►
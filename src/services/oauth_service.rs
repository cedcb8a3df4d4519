//! OAuth 授权服务 - 业务能力层
//!
//! 线性流程，不重试：
//!
//! ```text
//! Idle → AuthorizationRequested → RedirectReceived → CodeExtracted → TokenExchanged → Stored
//! ```
//!
//! 任何一步失败都直接结束。本程序不持有 client secret，code 交给调用方部署的代理去换 token

use crate::error::{AppError, AppResult, OAuthError};
use crate::infrastructure::{AuthLauncher, AuthRedirect, HttpRequest, HttpTransport, KeyValueStore};
use crate::services::record_store::ConfigStore;
use crate::utils::truncate_text;
use reqwest::Url;
use serde_json::{json, Value};
use std::fmt;
use std::time::Duration;
use tracing::{debug, info, warn};

/// 申请的权限
pub const OAUTH_SCOPE: &str = "repo";

/// 换 token 响应里可能的字段名，按顺序尝试
const TOKEN_FIELDS: [&str; 3] = ["access_token", "token", "accessToken"];

/// 流程阶段
#[derive(Debug, Clone, Copy, PartialEq, Eq)]
pub enum OAuthStage {
    Idle,
    AuthorizationRequested,
    RedirectReceived,
    CodeExtracted,
    TokenExchanged,
    Stored,
}

impl fmt::Display for OAuthStage {
    fn fmt(&self, f: &mut fmt::Formatter<'_>) -> fmt::Result {
        let name = match self {
            OAuthStage::Idle => "空闲",
            OAuthStage::AuthorizationRequested => "等待授权",
            OAuthStage::RedirectReceived => "收到回调",
            OAuthStage::CodeExtracted => "取得 code",
            OAuthStage::TokenExchanged => "取得 token",
            OAuthStage::Stored => "已保存",
        };
        f.write_str(name)
    }
}

/// 构建授权页地址
pub fn authorization_url(authorize_url: &str, client_id: &str, redirect_uri: &str) -> AppResult<String> {
    let url = Url::parse_with_params(
        authorize_url,
        &[
            ("client_id", client_id),
            ("scope", OAUTH_SCOPE),
            ("redirect_uri", redirect_uri),
        ],
    )
    .map_err(|e| AppError::Other(format!("invalid authorize URL {}: {}", authorize_url, e)))?;
    Ok(url.to_string())
}

/// 从回调地址的 query 中取 code
pub fn extract_code(redirect: &str) -> Result<String, OAuthError> {
    let url = Url::parse(redirect).map_err(|_| OAuthError::InvalidRedirect(redirect.to_string()))?;

    let mut code = None;
    let mut error = None;
    for (key, value) in url.query_pairs() {
        match key.as_ref() {
            "code" if !value.is_empty() => code = Some(value.into_owned()),
            "error" => error = Some(value.into_owned()),
            _ => {}
        }
    }

    match (code, error) {
        (Some(code), _) => Ok(code),
        (None, Some(error)) => Err(OAuthError::Denied(error)),
        (None, None) => Err(OAuthError::NoCode),
    }
}

/// 从换 token 的响应里挑出 token
pub fn pick_token(response: &Value) -> Option<String> {
    TOKEN_FIELDS
        .iter()
        .filter_map(|field| response.get(*field).and_then(Value::as_str))
        .find(|token| !token.is_empty())
        .map(str::to_string)
}

/// OAuth 授权服务
pub struct OAuthService<T, S, L> {
    transport: T,
    configs: ConfigStore<S>,
    launcher: L,
    authorize_url: String,
    timeout: Duration,
}

impl<T, S, L> OAuthService<T, S, L>
where
    T: HttpTransport,
    S: KeyValueStore,
    L: AuthLauncher,
{
    pub fn new(
        transport: T,
        configs: ConfigStore<S>,
        launcher: L,
        authorize_url: impl Into<String>,
        timeout: Duration,
    ) -> Self {
        Self {
            transport,
            configs,
            launcher,
            authorize_url: authorize_url.into(),
            timeout,
        }
    }

    /// 走完整个授权流程，token 合并写入同步配置
    ///
    /// # 参数
    /// - `client_id`: OAuth App 的 client id
    /// - `exchange_url`: 用 code 换 token 的代理地址
    pub async fn authorize(&self, client_id: &str, exchange_url: &str) -> AppResult<()> {
        let mut stage = OAuthStage::Idle;
        let result = self.run(client_id, exchange_url, &mut stage).await;
        match &result {
            Ok(()) => info!("✅ 授权完成，token 已保存"),
            Err(e) => warn!("❌ 授权在「{}」阶段失败: {}", stage, e),
        }
        result
    }

    async fn run(&self, client_id: &str, exchange_url: &str, stage: &mut OAuthStage) -> AppResult<()> {
        let client_id = client_id.trim();
        let exchange_url = exchange_url.trim();
        if client_id.is_empty() {
            return Err(OAuthError::MissingClientId.into());
        }
        if exchange_url.is_empty() {
            return Err(OAuthError::MissingExchangeUrl.into());
        }

        let redirect_uri = self.launcher.redirect_uri();
        let auth_url = authorization_url(&self.authorize_url, client_id, &redirect_uri)?;
        advance(stage, OAuthStage::AuthorizationRequested);
        info!("🔐 打开授权页，等待用户确认...");

        let redirect = tokio::time::timeout(self.timeout, self.launcher.launch(&auth_url))
            .await
            .map_err(|_| OAuthError::TimedOut(self.timeout.as_secs()))??;
        let redirect = match redirect {
            AuthRedirect::Completed(url) => url,
            AuthRedirect::Cancelled(reason) => return Err(OAuthError::Cancelled(reason).into()),
        };
        advance(stage, OAuthStage::RedirectReceived);

        let code = extract_code(&redirect)?;
        advance(stage, OAuthStage::CodeExtracted);

        let token = self
            .exchange_code(exchange_url, &code, &redirect_uri, client_id)
            .await?;
        advance(stage, OAuthStage::TokenExchanged);

        self.configs.merge_token(&token).await?;
        advance(stage, OAuthStage::Stored);
        Ok(())
    }

    /// 用 code 换 token
    async fn exchange_code(
        &self,
        exchange_url: &str,
        code: &str,
        redirect_uri: &str,
        client_id: &str,
    ) -> AppResult<String> {
        let request = HttpRequest::post(exchange_url)
            .header("Accept", "application/json")
            .json(&json!({
                "code": code,
                "redirect_uri": redirect_uri,
                "client_id": client_id,
            }))?;

        let response = self.transport.send(request).await?;
        if !response.is_success() {
            return Err(OAuthError::ExchangeRejected {
                status: response.status,
                body: response.body,
            }
            .into());
        }

        let data: Value = response.json().map_err(|e| {
            debug!("换 token 响应不是 JSON: {}", truncate_text(&response.body, 200));
            e
        })?;
        pick_token(&data).ok_or_else(|| OAuthError::NoToken.into())
    }
}

fn advance(stage: &mut OAuthStage, next: OAuthStage) {
    debug!("OAuth: {} → {}", stage, next);
    *stage = next;
}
◄
What to do:
Recopy the entries above exactly, with every line included.

Solution below:
filename src/services/oauth_service.rs
repository cedcb8a3df4d4519
//! OAuth 授权服务 - 业务能力层
//!
//! 线性流程，不重试：
//!
//! ```text
//! Idle → AuthorizationRequested → RedirectReceived → CodeExtracted → TokenExchanged → Stored
//! ```
//!
//! 任何一步失败都直接结束。本程序不持有 client secret，code 交给调用方部署的代理去换 token

use crate::error::{AppError, AppResult, OAuthError};
use crate::infrastructure::{AuthLauncher, AuthRedirect, HttpRequest, HttpTransport, KeyValueStore};
use crate::services::record_store::ConfigStore;
use crate::utils::truncate_text;
use reqwest::Url;
use serde_json::{json, Value};
use std::fmt;
use std::time::Duration;
use tracing::{debug, info, warn};

/// 申请的权限
pub const OAUTH_SCOPE: &str = "repo";

/// 换 token 响应里可能的字段名，按顺序尝试
const TOKEN_FIELDS: [&str; 3] = ["access_token", "token", "accessToken"];

/// 流程阶段
#[derive(Debug, Clone, Copy, PartialEq, Eq)]
pub enum OAuthStage {
    Idle,
    AuthorizationRequested,
    RedirectReceived,
    CodeExtracted,
    TokenExchanged,
    Stored,
}

impl fmt::Display for OAuthStage {
    fn fmt(&self, f: &mut fmt::Formatter<'_>) -> fmt::Result {
        let name = match self {
            OAuthStage::Idle => "空闲",
            OAuthStage::AuthorizationRequested => "等待授权",
            OAuthStage::RedirectReceived => "收到回调",
            OAuthStage::CodeExtracted => "取得 code",
            OAuthStage::TokenExchanged => "取得 token",
            OAuthStage::Stored => "已保存",
        };
        f.write_str(name)
    }
}

/// 构建授权页地址
pub fn authorization_url(authorize_url: &str, client_id: &str, redirect_uri: &str) -> AppResult<String> {
    let url = Url::parse_with_params(
        authorize_url,
        &[
            ("client_id", client_id),
            ("scope", OAUTH_SCOPE),
            ("redirect_uri", redirect_uri),
        ],
    )
    .map_err(|e| AppError::Other(format!("invalid authorize URL {}: {}", authorize_url, e)))?;
    Ok(url.to_string())
}

/// 从回调地址的 query 中取 code
pub fn extract_code(redirect: &str) -> Result<String, OAuthError> {
    let url = Url::parse(redirect).map_err(|_| OAuthError::InvalidRedirect(redirect.to_string()))?;

    let mut code = None;
    let mut error = None;
    for (key, value) in url.query_pairs() {
        match key.as_ref() {
            "code" if !value.is_empty() => code = Some(value.into_owned()),
            "error" => error = Some(value.into_owned()),
            _ => {}
        }
    }

    match (code, error) {
        (Some(code), _) => Ok(code),
        (None, Some(error)) => Err(OAuthError::Denied(error)),
        (None, None) => Err(OAuthError::NoCode),
    }
}

/// 从换 token 的响应里挑出 token
pub fn pick_token(response: &Value) -> Option<String> {
    TOKEN_FIELDS
        .iter()
        .filter_map(|field| response.get(*field).and_then(Value::as_str))
        .find(|token| !token.is_empty())
        .map(str::to_string)
}

/// OAuth 授权服务
pub struct OAuthService<T, S, L> {
    transport: T,
    configs: ConfigStore<S>,
    launcher: L,
    authorize_url: String,
    timeout: Duration,
}

impl<T, S, L> OAuthService<T, S, L>
where
    T: HttpTransport,
    S: KeyValueStore,
    L: AuthLauncher,
{
    pub fn new(
        transport: T,
        configs: ConfigStore<S>,
        launcher: L,
        authorize_url: impl Into<String>,
        timeout: Duration,
    ) -> Self {
        Self {
            transport,
            configs,
            launcher,
            authorize_url: authorize_url.into(),
            timeout,
        }
    }

    /// 走完整个授权流程，token 合并写入同步配置
    ///
    /// # 参数
    /// - `client_id`: OAuth App 的 client id
    /// - `exchange_url`: 用 code 换 token 的代理地址
    pub async fn authorize(&self, client_id: &str, exchange_url: &str) -> AppResult<()> {
        let mut stage = OAuthStage::Idle;
        let result = self.run(client_id, exchange_url, &mut stage).await;
        match &result {
            Ok(()) => info!("✅ 授权完成，token 已保存"),
            Err(e) => warn!("❌ 授权在「{}」阶段失败: {}", stage, e),
        }
        result
    }

    async fn run(&self, client_id: &str, exchange_url: &str, stage: &mut OAuthStage) -> AppResult<()> {
        let client_id = client_id.trim();
        let exchange_url = exchange_url.trim();
        if client_id.is_empty() {
            return Err(OAuthError::MissingClientId.into());
        }
        if exchange_url.is_empty() {
            return Err(OAuthError::MissingExchangeUrl.into());
        }

        let redirect_uri = self.launcher.redirect_uri();
        let auth_url = authorization_url(&self.authorize_url, client_id, &redirect_uri)?;
        advance(stage, OAuthStage::AuthorizationRequested);
        info!("🔐 打开授权页，等待用户确认...");

        let redirect = tokio::time::timeout(self.timeout, self.launcher.launch(&auth_url))
            .await
            .map_err(|_| OAuthError::TimedOut(self.timeout.as_secs()))??;
        let redirect = match redirect {
            AuthRedirect::Completed(url) => url,
            AuthRedirect::Cancelled(reason) => return Err(OAuthError::Cancelled(reason).into()),
        };
        advance(stage, OAuthStage::RedirectReceived);

        let code = extract_code(&redirect)?;
        advance(stage, OAuthStage::CodeExtracted);

        let token = self
            .exchange_code(exchange_url, &code, &redirect_uri, client_id)
            .await?;
        advance(stage, OAuthStage::TokenExchanged);

        self.configs.merge_token(&token).await?;
        advance(stage, OAuthStage::Stored);
        Ok(())
    }

    /// 用 code 换 token
    async fn exchange_code(
        &self,
        exchange_url: &str,
        code: &str,
        redirect_uri: &str,
        client_id: &str,
    ) -> AppResult<String> {
        let request = HttpRequest::post(exchange_url)
            .header("Accept", "application/json")
            .json(&json!({
                "code": code,
                "redirect_uri": redirect_uri,
                "client_id": client_id,
            }))?;

        let response = self.transport.send(request).await?;
        if !response.is_success() {
            return Err(OAuthError::ExchangeRejected {
                status: response.status,
                body: response.body,
            }
            .into());
        }

        let data: Value = response.json().map_err(|e| {
            debug!("换 token 响应不是 JSON: {}", truncate_text(&response.body, 200));
            e
        })?;
        pick_token(&data).ok_or_else(|| OAuthError::NoToken.into())
    }
}

fn advance(stage: &mut OAuthStage, next: OAuthStage) {
    debug!("OAuth: {} → {}", stage, next);
    *stage = next;
}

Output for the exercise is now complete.